Prevalence of naturally occurring NS5B RASs in 86 HCV subtypes(Continued).Notes: Data are presented as %. The dot denotes 0%. C451S were detected in 1.05% of 1b sequences, G188D in 0.82% of 3a, N224I in 3.06% of 3a and in 3.45% of 6k, A395G in 0.75% of 4a, and Y561H in 0.10% of 1b. L314H, N444K, S565F were not found. aNot all the positions were analyzed using the same number of sequences. The first figure is the lowest number, and the second figure is the largest number.All observed NNI-specific RASs are associated with dasabuvir. C316N was common in sequences of GT1b (43.09%, 3179/7377), GT4f (81.61%, 71/87), 4b (14.29%, 2/14), and 1e (10.17%,6/59). C316H was observed in GT1b (1.19%, 88/7377) and 5–10% of several GT4 subtypes but was more prevalent in GT4r (60.32%, 76/126). The frequency of S556G was higher in GT1b than in GT1a (11.77% vs.0.79%) and was found in 6h (85.71%, 6/7), 6e (5.26%, 1/19), and GT2, 3, 4, 5 and 7 subtypes (nearly 100%). However, this RAS was absent in other GT1 subtypes and GT6 subtypes, although S556N, a closely related variant, was harbored by GT4r (75%, 3/4). S556R was found in GT1a (0.34%) and in several GT6 subtypes (6a, 6e, 6n, 6o, 6p, 6q, 6s, 6t, 6u, 6xc, and 6xf).

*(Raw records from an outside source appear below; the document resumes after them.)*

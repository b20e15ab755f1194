use serde::{Deserialize, Serialize};
use serde_json::{Map, Value};

use crate::core::error::{AssetError, AssetResult};

/// Discriminator written by the seeding operation.
pub const DOC_TYPE: &str = "asset";

/// Field holding the key a record is stored under.
pub const ID_FIELD: &str = "ID";
pub const OWNER_FIELD: &str = "owner";

/// A decoded record: named fields mapped to JSON values. There is no fixed
/// schema; which fields are present depends on the operation that wrote it.
pub type AssetRecord = Map<String, Value>;

/// Descriptive record written by the seeding operation.
#[derive(Clone, Copy, Debug, Serialize)]
pub struct SeedAsset {
    #[serde(rename = "ID")]
    pub id: &'static str,
    pub first_name: &'static str,
    pub last_name: &'static str,
    pub address: &'static str,
    pub email: &'static str,
    pub gender: &'static str,
    pub blood_group: &'static str,
    pub phone_number: &'static str,
    pub emergency_phone_number: &'static str,
    #[serde(rename = "docType", skip_serializing_if = "Option::is_none")]
    pub doc_type: Option<&'static str>
}

macro_rules! seed {
    ($id:literal, $first:literal, $last:literal, $address:literal, $email:literal,
     $gender:literal, $blood:literal, $phone:literal, $emergency:literal) => {
        SeedAsset {
            id: $id,
            first_name: $first,
            last_name: $last,
            address: $address,
            email: $email,
            gender: $gender,
            blood_group: $blood,
            phone_number: $phone,
            emergency_phone_number: $emergency,
            doc_type: None
        }
    };
}

pub const SEED_ASSETS: [SeedAsset; 10] = [
    seed!("1", "Car", "Gartsyde", "95626 American Ash Point", "cgartsyde0@scribd.com",
          "Genderqueer", "A+", "339-670-2138", "393-775-9395"),
    seed!("2", "Barrett", "Parkinson", "56140 Mayfield Place", "bparkinson1@wsj.com",
          "Male", "A+", "166-680-3331", "881-251-8670"),
    seed!("3", "Jeanna", "Van den Velden", "707 Jenifer Drive", "jvandenvelden2@biblegateway.com",
          "Bigender", "A+", "634-968-8846", "300-692-4657"),
    seed!("4", "Jabez", "Giron", "706 Roth Junction", "jgiron3@patch.com",
          "Genderqueer", "A+", "627-973-9495", "565-502-1174"),
    seed!("5", "Mycah", "MacAndrew", "86 Mosinee Crossing", "mmacandrew4@gov.uk",
          "Non-binary", "A+", "937-327-9051", "924-402-0542"),
    seed!("6", "Saunder", "Cranston", "250 Moose Court", "scranston5@goo.ne.jp",
          "Male", "A+", "254-219-9419", "502-925-9980"),
    seed!("7", "Mignonne", "Messom", "25440 Rigney Court", "mmessom6@qq.com",
          "Polygender", "A+", "414-796-5707", "593-170-2663"),
    seed!("8", "Wilow", "Culshaw", "27934 Grayhawk Drive", "wculshaw7@wufoo.com",
          "Bigender", "A+", "696-839-8069", "799-347-1967"),
    seed!("9", "Grete", "Broseke", "76498 Hallows Alley", "gbroseke8@tuttocitta.it",
          "Genderfluid", "A+", "426-263-5140", "124-533-6845"),
    seed!("10", "Amandi", "Stoppard", "27 Donald Crossing", "astoppard9@bandcamp.com",
          "Non-binary", "A+", "936-820-9485", "277-646-9288"),
];

impl SeedAsset {
    /// Copy of this record carrying the discriminator field.
    pub fn tagged(&self) -> SeedAsset {
        SeedAsset { doc_type: Some(DOC_TYPE), ..*self }
    }
}

/// Record written by an update. It replaces whatever was stored before.
#[derive(Clone, Debug, PartialEq, Serialize, Deserialize)]
pub struct AppraisedAsset {
    #[serde(rename = "ID")]
    pub id: String,
    pub color: String,
    pub size: String,
    pub owner: String,
    #[serde(rename = "appraisedValue")]
    pub appraised_value: String
}

/// Result of decoding one stored value during enumeration.
#[derive(Clone, Debug, PartialEq, Serialize)]
#[serde(untagged)]
pub enum Record {
    Decoded(Value),
    /// The stored bytes were not JSON and are reported as text.
    Raw(String)
}

/// One `{Key, Record}` item of an enumeration.
#[derive(Clone, Debug, PartialEq, Serialize)]
pub struct AssetEntry {
    #[serde(rename = "Key")]
    pub key: String,
    #[serde(rename = "Record")]
    pub record: Record
}

/// Extracts the non-empty string `ID` of a JSON object payload.
pub fn extract_id(payload: &[u8]) -> AssetResult<String> {
    let value: Value = serde_json::from_slice(payload)
        .map_err(|err| AssetError::decode("asset payload", err))?;

    match value.get(ID_FIELD) {
        Some(Value::String(id)) if !id.is_empty() => Ok(id.clone()),
        Some(_) => Err(AssetError::malformed("asset payload", "ID must be a non-empty string")),
        None => Err(AssetError::malformed("asset payload", "missing ID field"))
    }
}

/// Decodes a stored value that must be a JSON object.
pub fn decode_record(id: &str, raw: &[u8]) -> AssetResult<AssetRecord> {
    serde_json::from_slice(raw)
        .map_err(|err| AssetError::decode(format!("asset {}", id), err))
}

Geographical distribution of RASs
Country of origin information was available for approximately 70% of the analyzed sequences. We classified these sequences into Asia, Europe, North America, Central America, South America, Former USSR, Oceania, Africa, Caribbean, or Middle East clusters according to geographic region definitions in the Los Alamos HCV Database. The majority of RASs in most HCV subtypes were similarly distributed among different geographic regions worldwide. NS3 RASs with distinctly variable prevalence by geographic region including Q8OK in GT1a, V36L in GT1a, S122G in GT1b and so on (Figure 1, P<0.05). Q80K in GT1a was mostly prevalent in North America (54.49%, 679/1246), followed by Europe (22.66%, 246/1090), Asia (6.98%, 3/43), Oceania (6.62%, 9/136), and South America (1.03%, 4/390). NS5A RASs (L28M, R30Q, Q54H, and Y93H in GT1b, L31M in GT2b, and E62L in GT3a) varied significantly in geographic prevalence (Figure 2, all P-values <0.05). L28M, R30Q, and Y93H in GT1b showed the highest prevalence in Asia. NS5B RASs exhibited distinct global distribution patterns are present in Figure 3. C316N/H was found mostly in Asia (73.20%, 1923/2627), followed by in the Former USSR (63.77%, 213/334), Europe (31.82%, 415/1304), North America (22.81%, 52/228), South America (21.39%, 182/851), Oceania (10.64%, 5/47), the Middle East (21.82%, 24/110), Africa (4.49%, 7/156), Central America (0%, 0/10), and the Caribbean (0%, 0/12). In contrast, Asia had the lowest prevalence of L159F in GT1b (0.62%, 2/322), while S556G in GT1b commonly appeared in Oceania (26.92%, 7/26) but infrequently in North America (4.49%, 8/178). A150V in GT3a was most prevalent in Asia (44.09%), followed by Europe (31.19%), Oceania (24.29%), and North America (19.05%).
Figure 1
The global and regional frequency of naturally occurring NS3 RASs that showed unequal distribution by geographic regions. In each plot, except for the first bar representing the global prevalence, geographic regions were arranged in descending order according to the frequency of RASs. Sequences were clustered into Asia, Europe, North America, Central America, South America, Former USSR, Oceania, Africa, Caribbean or Middle East. In each plot, regions with <10 sequences were not shown. Region definition was according to the Los Alamos HCV Database. “A” in North A, South A and Central A denotes America.
Figure 2
NS5A RASs rate with significantly different frequencies among different geographic regions. In each plot, the first bar represents the global prevalence and geographic regions were arranged in descending order according to the frequency of RASs. Sequences were clustered into Asia, Europe, North America, Central America, South America, Former USSR, Oceania, Africa, Caribbean or Middle East. In each plot, only regions with at least 10 sequences were shown. Region definition was according to the Los Alamos HCV Database. “A” in North A, South A and Central A denotes America.
Figure 3
NS5B RASs rate with significantly different frequencies among different geographic regions. In each plot, the first bar represents the global prevalence and geographic regions were arranged in descending order according to the frequency of RASs. Sequences were clustered into Asia, Europe, North America, Central America, South America, Former USSR, Oceania, Africa, Caribbean or Middle East. In each plot, only regions with at least 10 sequences were shown. Region definition was according to the Los Alamos HCV Database. “A” in North A, South A and Central A denotes America.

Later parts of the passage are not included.